The transition back from a combat zone is seldom easy. Hypervigilant is the term sometimes used to describe the person having difficulty doing this. Reckless, is another. So is unpredictable. Warzone thoughts and feelings do not fit well in the back-home peace zone. Adjustments need to be made.
Over time, most make the switch back to normal, or at least to the new normal. But few forget
what it was like to live one step away from death. That’s not necessarily bad. The remembrance pays dividends as life goes on. It reminds us that no matter where we are, or how old we are, there is only one step to death’s door. That honest realization shouldn’t terrify us, but it should make us careful.

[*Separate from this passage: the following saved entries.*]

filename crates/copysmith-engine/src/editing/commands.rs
use std::ops::Range;

use xi_rope::delta::Builder;
use xi_rope::{Delta, Rope, RopeInfo};

use crate::markdown::blocks::{
    LineClass, classify,
    kinds::{CodeFence, Continuation, FenceKind, NumberedItem},
};

use super::caret::clamp_to_boundary;

/// Commands that can be applied to the editor
#[derive(Debug, Clone, PartialEq)]
pub enum Cmd {
    InsertText {
        at: usize,
        text: String,
    },
    DeleteRange {
        range: Range<usize>,
    },
    ReplaceRange {
        range: Range<usize>,
        text: String,
    },
    /// Enter, or Shift+Enter when `shift` is set.
    ///
    /// Shift+Enter only differs inside a list item, where it adds a
    /// continuation line. Paragraphs, headings and quotes are single-line
    /// blocks, so anywhere else it starts a new line just like Enter.
    Enter {
        at: usize,
        shift: bool,
    },
    /// Clipboard paste. `html` is accepted and dropped: only plain text is
    /// ever inserted.
    Paste {
        range: Range<usize>,
        text: String,
        html: Option<String>,
    },
}

/// A single replacement plus where the caret lands afterwards, in the
/// coordinates of the edited (not yet normalized) text.
#[derive(Debug, Clone, PartialEq, Eq)]
pub(crate) struct Edit {
    pub range: Range<usize>,
    pub text: String,
    pub caret: usize,
}

impl Edit {
    fn insert(at: usize, text: impl Into<String>) -> Self {
        let text = text.into();
        Self {
            range: at..at,
            caret: at + text.len(),
            text,
        }
    }

    fn replace(range: Range<usize>, text: impl Into<String>) -> Self {
        let text = text.into();
        Self {
            caret: range.start + text.len(),
            range,
            text,
        }
    }

    pub fn to_delta(&self, len: usize) -> Delta<RopeInfo> {
        let mut builder = Builder::new(len);
        builder.replace(self.range.clone(), Rope::from(self.text.as_str()));
        builder.build()
    }
}

/// Compile a command against the current text
pub(crate) fn compile_command(text: &str, cmd: &Cmd) -> Edit {
    match cmd {
        Cmd::InsertText { at, text: inserted } => {
            Edit::insert(clamp_to_boundary(text, *at), inserted.as_str())
        }
        Cmd::DeleteRange { range } => Edit::replace(clamp_range(text, range), ""),
        Cmd::ReplaceRange {
            range,
            text: replacement,
        } => Edit::replace(clamp_range(text, range), replacement.as_str()),
        Cmd::Enter { at, shift } => enter_edit(text, clamp_to_boundary(text, *at), *shift),
        Cmd::Paste {
            range,
            text: pasted,
            html,
        } => {
            if let Some(html) = html {
                log::debug!("discarding {} bytes of clipboard html", html.len());
            }
            Edit::replace(clamp_range(text, range), plain_paste(pasted))
        }
    }
}

fn clamp_range(text: &str, range: &Range<usize>) -> Range<usize> {
    let start = clamp_to_boundary(text, range.start);
    let end = clamp_to_boundary(text, range.end).max(start);
    start..end
}

fn plain_paste(text: &str) -> String {
    text.replace("\r\n", "\n").replace('\r', "\n")
}

/// List marker of the item a line belongs to.
#[derive(Debug, Clone, Copy, PartialEq, Eq)]
enum ItemMarker {
    Bullet(char),
    Numbered(u64),
}

struct ItemLine<'a> {
    line_start: usize,
    marker: ItemMarker,
    text: &'a str,
}

fn enter_edit(text: &str, at: usize, shift: bool) -> Edit {
    let line_start = line_start_of(text, at);
    if inside_fence(text, line_start) {
        return Edit::insert(at, "\n");
    }

    // Outside a list there is no soft break; both keys split the line.
    let Some(item) = owning_item(text, line_start) else {
        return Edit::insert(at, "\n");
    };

    if shift {
        return Edit::insert(at, format!("\n{}", Continuation::INDENT));
    }

    // Enter on an empty item leaves the list.
    if item.line_start == line_start && item.text.trim().is_empty() {
        let line_end = line_end_of(text, line_start);
        return Edit {
            range: line_start..line_end,
            text: String::new(),
            caret: line_start,
        };
    }

    let marker = match item.marker {
        ItemMarker::Bullet(c) => format!("{c} "),
        ItemMarker::Numbered(n) => {
            NumberedItem::prefix(usize::try_from(n.saturating_add(1)).unwrap_or(usize::MAX))
        }
    };
    Edit::insert(at, format!("\n{marker}"))
}

fn line_start_of(text: &str, offset: usize) -> usize {
    text[..offset].rfind('\n').map_or(0, |i| i + 1)
}

fn line_end_of(text: &str, line_start: usize) -> usize {
    text[line_start..]
        .find('\n')
        .map_or(text.len(), |i| line_start + i)
}

/// Finds the list item owning the line at `line_start`, walking up over
/// soft-break continuation lines.
fn owning_item(text: &str, line_start: usize) -> Option<ItemLine<'_>> {
    let mut start = line_start;
    loop {
        let line = &text[start..line_end_of(text, start)];
        match classify(line) {
            LineClass::Bullet(item_text) => {
                return Some(ItemLine {
                    line_start: start,
                    marker: ItemMarker::Bullet(line.chars().next()?),
                    text: item_text,
                });
            }
            LineClass::Numbered {
                number,
                text: item_text,
            } => {
                return Some(ItemLine {
                    line_start: start,
                    marker: ItemMarker::Numbered(number),
                    text: item_text,
                });
            }
            LineClass::Indented { .. } if start > 0 => {
                start = line_start_of(text, start - 1);
            }
            _ => return None,
        }
    }
}

/// Whether the line starting at `line_start` sits inside an open fence.
fn inside_fence(text: &str, line_start: usize) -> bool {
    let mut open: Option<FenceKind> = None;
    for line in text[..line_start].split('\n') {
        match (open, CodeFence::sig(line)) {
            (None, Some(kind)) => open = Some(kind),
            (Some(kind), Some(sig)) if kind == sig => open = None,
            _ => {}
        }
    }
    open.is_some()
}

After spending time in distant and dangerous places, we may be tempted to think that if we made it through that, we can make it through anything. We abandon caution. Or maybe, we are tempted to renew that emotional rush brought on by living on the edge.

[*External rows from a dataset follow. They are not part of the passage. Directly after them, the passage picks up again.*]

//! # Inline Formatting
//!
//! Cursor-based inline parsing over one block's content span.
//!
//! Precedence at each position:
//! 1. Code spans (raw zone, nothing parsed inside)
//! 2. Bold (`**x**`, `__x__`)
//! 3. Italic (`*x*`, `_x_`), never opened by half of a bold delimiter;
//!    underscores only count at word boundaries
//! 4. Links (`[text](url)`); images and titled links stay literal
//!
//! Unclosed constructs become `InlineNode::Text`.

pub mod cursor;
pub mod kinds;
pub mod parser;

pub use parser::parse_inline;
//! Inline delimiters. The parser and the serializer both read these; neither
//! hardcodes markup characters.

pub struct CodeSpan;

impl CodeSpan {
    pub const TICK: u8 = b'`';
}

pub struct Strong;

impl Strong {
    /// Canonical delimiter, used when serializing.
    pub const STARS: &'static [u8; 2] = b"**";
    pub const UNDERSCORES: &'static [u8; 2] = b"__";
    pub const CANONICAL: &'static str = "**";
}

pub struct Emphasis;

impl Emphasis {
    pub const STAR: u8 = b'*';
    pub const UNDERSCORE: u8 = b'_';
    pub const CANONICAL: &'static str = "*";
}

pub struct Link;

impl Link {
    pub const OPEN: u8 = b'[';
    pub const TEXT_CLOSE: u8 = b']';
    pub const URL_OPEN: u8 = b'(';
    pub const URL_CLOSE: u8 = b')';
    /// `![alt](src)` is an image; images pass through as text.
    pub const IMAGE_BANG: char = '!';
}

Defying death with speed down a roadway or with speed in our system can be exhilarating—
but surely not wise. Those are deathtraps, and to be avoided. Tiptoeing through life in fear or racing through life in bravado is not a good way to live a life. It is not God’s way. God’s way involves confident caution.

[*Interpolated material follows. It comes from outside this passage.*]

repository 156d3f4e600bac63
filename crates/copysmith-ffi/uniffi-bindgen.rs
fn main() {
    uniffi::uniffi_bindgen_main()
}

A troubled Job once asked about his Creator and Lord, “Does he not see my ways and count my
every step” (Job 31:4)? The expected answer was: “Yes! Yes, he does!” Yes, he does see my ways. I am never off his radar screen. He sees what is done in secret. He sees the plans I am making. Camouflage doesn’t fool him. The future doesn’t surprise him. He counts every step. He knows how tired I become. He knows how many steps away I am from danger or disaster. He watches over my soul as well as my body. He sees the dangers that threaten either of them, or both of them.
Some newer cars come equipped with sensors that detect when the vehicle crosses into a different lane without the turn signal activated. It’s there to prevent unintentional drifting into danger. A signal shows up on the dashboard. A vibration is felt in the driver’s seat. The steering wheel is nudged back to the original lane. It can be a lifesaver.
God does this even better. The Creator God has given us an alerting conscience. His Word points us to the safe path and warns against the dangerous dead ends. As the Savior God, he has given us forgiveness and redemption. As the Sanctifying God, he empowers us to follow the road to heaven. We can joyfully live a life of cautious confidence. After all, it is God who watches our steps.
We pray: Lord of the nations, and Savior of our souls, we live our lives—one step after another without knowing what that next stride will bring. When we look back over our path, we can now see how close to tragedy we have come at times. When we look ahead, we wonder how we will avoid disaster. But you know. In you we put our trust. Keep watching our steps. Amen.